WHAT YOU NEED TO DO: As the answer, give a copy of each line below that includes the word "StoreError".

SUPPLIED INFORMATION:
════════

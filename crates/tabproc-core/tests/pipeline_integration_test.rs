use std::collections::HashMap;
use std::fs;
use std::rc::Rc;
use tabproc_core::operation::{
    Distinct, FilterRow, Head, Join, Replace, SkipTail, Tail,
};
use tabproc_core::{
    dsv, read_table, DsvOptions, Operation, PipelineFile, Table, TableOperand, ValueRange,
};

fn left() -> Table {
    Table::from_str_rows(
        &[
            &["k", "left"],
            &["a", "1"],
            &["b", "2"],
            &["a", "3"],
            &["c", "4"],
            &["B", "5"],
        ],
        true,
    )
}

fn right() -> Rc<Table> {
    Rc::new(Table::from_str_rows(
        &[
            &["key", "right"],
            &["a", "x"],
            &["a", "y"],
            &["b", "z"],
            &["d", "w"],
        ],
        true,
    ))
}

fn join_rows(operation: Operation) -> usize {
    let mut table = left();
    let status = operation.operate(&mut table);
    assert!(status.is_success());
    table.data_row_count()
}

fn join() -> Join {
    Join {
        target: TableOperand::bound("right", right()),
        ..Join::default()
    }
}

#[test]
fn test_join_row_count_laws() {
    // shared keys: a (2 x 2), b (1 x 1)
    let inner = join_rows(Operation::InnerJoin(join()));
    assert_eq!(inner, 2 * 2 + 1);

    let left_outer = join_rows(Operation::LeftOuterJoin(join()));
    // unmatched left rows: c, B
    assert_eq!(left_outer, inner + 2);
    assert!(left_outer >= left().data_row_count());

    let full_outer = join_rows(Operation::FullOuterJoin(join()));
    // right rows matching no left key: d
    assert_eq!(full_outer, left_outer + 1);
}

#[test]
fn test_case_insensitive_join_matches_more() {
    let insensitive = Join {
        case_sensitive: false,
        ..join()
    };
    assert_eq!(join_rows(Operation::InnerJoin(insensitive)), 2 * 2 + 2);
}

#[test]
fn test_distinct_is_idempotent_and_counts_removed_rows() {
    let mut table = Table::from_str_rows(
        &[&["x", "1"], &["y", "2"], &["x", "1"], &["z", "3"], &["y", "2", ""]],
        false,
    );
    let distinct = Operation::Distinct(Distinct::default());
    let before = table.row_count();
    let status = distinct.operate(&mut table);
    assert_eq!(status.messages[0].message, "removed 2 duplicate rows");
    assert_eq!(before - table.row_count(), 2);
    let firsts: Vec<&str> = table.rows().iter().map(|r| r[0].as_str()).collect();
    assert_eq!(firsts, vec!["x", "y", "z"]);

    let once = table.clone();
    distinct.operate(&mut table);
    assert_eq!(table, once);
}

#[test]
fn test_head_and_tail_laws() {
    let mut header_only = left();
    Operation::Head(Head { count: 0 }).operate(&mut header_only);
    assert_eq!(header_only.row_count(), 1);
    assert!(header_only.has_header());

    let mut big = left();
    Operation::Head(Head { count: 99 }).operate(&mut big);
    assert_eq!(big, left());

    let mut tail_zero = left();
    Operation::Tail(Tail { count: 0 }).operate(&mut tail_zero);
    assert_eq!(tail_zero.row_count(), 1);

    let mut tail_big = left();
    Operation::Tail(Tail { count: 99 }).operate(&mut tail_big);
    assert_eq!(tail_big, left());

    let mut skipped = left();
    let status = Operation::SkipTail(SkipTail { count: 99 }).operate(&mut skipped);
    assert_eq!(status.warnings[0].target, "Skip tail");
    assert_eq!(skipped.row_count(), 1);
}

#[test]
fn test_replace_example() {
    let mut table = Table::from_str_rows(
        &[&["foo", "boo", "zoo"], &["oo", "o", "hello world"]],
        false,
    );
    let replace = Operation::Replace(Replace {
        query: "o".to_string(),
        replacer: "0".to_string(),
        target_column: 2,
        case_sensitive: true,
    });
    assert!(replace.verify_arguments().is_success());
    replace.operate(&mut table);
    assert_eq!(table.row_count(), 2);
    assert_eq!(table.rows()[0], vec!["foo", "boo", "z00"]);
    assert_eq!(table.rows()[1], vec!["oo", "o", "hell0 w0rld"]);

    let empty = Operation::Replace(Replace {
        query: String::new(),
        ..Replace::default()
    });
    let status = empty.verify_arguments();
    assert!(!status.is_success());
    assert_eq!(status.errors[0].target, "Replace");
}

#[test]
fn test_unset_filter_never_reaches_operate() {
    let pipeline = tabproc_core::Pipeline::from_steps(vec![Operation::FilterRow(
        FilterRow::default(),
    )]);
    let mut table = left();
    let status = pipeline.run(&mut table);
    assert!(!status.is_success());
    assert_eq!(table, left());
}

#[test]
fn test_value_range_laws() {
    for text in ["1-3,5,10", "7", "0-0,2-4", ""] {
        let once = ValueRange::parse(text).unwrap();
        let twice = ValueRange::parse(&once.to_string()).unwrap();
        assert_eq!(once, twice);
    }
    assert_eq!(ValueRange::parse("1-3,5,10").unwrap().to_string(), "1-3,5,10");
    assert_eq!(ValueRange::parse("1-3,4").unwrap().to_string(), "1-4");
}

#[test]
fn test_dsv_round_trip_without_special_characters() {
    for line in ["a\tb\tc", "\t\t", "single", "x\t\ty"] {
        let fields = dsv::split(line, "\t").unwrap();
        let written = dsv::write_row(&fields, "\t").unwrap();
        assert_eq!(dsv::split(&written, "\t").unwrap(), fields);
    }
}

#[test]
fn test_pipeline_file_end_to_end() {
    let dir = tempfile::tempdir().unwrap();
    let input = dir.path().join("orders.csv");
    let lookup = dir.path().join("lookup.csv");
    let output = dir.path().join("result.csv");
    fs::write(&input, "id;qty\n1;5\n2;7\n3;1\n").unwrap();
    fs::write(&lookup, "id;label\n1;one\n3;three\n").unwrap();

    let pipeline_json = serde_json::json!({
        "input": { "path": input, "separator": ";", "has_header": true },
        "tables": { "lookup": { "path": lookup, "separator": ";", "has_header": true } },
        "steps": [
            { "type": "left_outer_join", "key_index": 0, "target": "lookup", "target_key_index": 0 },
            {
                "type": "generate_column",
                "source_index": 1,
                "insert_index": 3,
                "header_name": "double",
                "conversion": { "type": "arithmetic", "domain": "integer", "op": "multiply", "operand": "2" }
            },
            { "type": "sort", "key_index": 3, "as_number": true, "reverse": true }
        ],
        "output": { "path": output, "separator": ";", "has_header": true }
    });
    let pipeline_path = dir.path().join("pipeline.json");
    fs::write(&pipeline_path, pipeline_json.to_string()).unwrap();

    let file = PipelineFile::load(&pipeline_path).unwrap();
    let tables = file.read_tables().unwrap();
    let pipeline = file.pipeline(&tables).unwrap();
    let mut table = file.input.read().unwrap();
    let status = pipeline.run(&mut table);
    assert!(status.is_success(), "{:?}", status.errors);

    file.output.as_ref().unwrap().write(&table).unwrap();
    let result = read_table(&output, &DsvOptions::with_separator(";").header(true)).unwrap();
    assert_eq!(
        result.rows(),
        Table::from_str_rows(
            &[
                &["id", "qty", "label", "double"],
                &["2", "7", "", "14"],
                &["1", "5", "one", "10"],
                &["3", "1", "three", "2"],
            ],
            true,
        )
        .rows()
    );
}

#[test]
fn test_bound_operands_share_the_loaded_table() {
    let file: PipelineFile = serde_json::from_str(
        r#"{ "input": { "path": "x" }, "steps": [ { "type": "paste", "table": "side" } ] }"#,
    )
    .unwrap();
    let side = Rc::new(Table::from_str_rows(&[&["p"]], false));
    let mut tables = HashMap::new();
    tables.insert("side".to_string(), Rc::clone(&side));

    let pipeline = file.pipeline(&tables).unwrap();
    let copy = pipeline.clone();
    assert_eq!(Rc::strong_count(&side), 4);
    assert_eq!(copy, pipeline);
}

════════

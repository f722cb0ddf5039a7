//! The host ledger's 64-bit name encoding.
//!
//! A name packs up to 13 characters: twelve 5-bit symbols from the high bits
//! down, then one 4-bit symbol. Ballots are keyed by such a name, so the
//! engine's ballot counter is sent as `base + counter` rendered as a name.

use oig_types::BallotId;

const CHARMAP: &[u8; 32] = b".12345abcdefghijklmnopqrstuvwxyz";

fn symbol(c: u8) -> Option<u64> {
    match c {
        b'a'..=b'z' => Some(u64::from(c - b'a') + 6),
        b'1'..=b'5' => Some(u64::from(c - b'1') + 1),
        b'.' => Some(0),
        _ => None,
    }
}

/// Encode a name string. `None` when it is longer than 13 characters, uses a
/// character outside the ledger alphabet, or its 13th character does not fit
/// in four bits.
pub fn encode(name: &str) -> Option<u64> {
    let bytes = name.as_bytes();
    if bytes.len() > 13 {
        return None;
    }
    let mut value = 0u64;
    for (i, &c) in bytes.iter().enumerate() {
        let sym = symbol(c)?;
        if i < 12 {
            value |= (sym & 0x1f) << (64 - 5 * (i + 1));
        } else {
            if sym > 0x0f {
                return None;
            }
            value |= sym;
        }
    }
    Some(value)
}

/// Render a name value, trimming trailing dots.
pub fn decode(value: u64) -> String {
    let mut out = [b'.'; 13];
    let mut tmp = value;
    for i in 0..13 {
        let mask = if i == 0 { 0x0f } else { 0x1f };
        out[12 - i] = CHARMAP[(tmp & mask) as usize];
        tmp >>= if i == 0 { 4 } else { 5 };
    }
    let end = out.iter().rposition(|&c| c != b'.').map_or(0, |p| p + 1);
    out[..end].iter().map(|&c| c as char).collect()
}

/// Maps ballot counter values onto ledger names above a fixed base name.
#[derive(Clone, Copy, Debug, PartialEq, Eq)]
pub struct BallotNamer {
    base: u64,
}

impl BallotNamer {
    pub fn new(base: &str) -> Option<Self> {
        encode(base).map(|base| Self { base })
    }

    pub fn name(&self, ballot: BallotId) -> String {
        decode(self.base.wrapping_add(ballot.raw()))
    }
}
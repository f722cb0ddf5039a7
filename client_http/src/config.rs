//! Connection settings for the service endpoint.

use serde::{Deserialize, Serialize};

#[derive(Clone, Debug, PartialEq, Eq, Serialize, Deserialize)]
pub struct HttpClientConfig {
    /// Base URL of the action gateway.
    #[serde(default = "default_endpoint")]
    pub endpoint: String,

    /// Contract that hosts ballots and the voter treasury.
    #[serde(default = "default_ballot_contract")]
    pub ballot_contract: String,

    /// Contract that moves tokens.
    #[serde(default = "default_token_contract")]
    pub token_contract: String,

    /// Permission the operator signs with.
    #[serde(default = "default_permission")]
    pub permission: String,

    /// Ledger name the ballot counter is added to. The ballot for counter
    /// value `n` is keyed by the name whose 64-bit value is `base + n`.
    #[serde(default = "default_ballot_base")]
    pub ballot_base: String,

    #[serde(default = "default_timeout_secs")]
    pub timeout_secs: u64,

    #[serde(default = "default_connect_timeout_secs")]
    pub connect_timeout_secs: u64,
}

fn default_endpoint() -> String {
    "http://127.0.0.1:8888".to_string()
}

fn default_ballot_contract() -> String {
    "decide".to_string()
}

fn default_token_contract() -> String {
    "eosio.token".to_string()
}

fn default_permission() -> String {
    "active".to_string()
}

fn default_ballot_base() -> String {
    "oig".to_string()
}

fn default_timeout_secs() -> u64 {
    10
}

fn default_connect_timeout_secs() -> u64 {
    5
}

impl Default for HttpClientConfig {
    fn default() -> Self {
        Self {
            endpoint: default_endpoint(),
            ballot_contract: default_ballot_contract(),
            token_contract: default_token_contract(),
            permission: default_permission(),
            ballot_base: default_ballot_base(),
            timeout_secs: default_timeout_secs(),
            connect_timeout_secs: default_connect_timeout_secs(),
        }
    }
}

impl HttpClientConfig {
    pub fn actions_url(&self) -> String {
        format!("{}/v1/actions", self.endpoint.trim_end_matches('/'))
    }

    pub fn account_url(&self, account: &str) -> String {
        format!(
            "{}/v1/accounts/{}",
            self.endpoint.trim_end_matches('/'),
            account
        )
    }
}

════════

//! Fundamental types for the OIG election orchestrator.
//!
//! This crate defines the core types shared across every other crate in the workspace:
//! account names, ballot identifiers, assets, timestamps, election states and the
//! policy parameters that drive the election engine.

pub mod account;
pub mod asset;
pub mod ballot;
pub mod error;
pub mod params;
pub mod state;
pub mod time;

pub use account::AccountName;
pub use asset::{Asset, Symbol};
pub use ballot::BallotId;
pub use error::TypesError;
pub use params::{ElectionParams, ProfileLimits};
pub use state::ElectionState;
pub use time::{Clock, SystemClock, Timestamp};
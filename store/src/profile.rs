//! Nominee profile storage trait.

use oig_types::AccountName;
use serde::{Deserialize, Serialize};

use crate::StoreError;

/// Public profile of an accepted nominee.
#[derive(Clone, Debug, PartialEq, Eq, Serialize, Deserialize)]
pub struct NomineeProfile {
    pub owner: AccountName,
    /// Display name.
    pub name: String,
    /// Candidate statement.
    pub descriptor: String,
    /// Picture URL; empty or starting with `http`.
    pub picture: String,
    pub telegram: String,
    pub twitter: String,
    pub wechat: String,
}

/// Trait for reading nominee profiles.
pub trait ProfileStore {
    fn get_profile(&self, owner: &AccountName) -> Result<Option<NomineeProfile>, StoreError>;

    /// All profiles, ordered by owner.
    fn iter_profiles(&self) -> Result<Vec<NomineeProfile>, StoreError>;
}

════════

SOLUTION BELOW:
use crate::StoreError;
    fn get_profile(&self, owner: &AccountName) -> Result<Option<NomineeProfile>, StoreError>;
    fn iter_profiles(&self) -> Result<Vec<NomineeProfile>, StoreError>;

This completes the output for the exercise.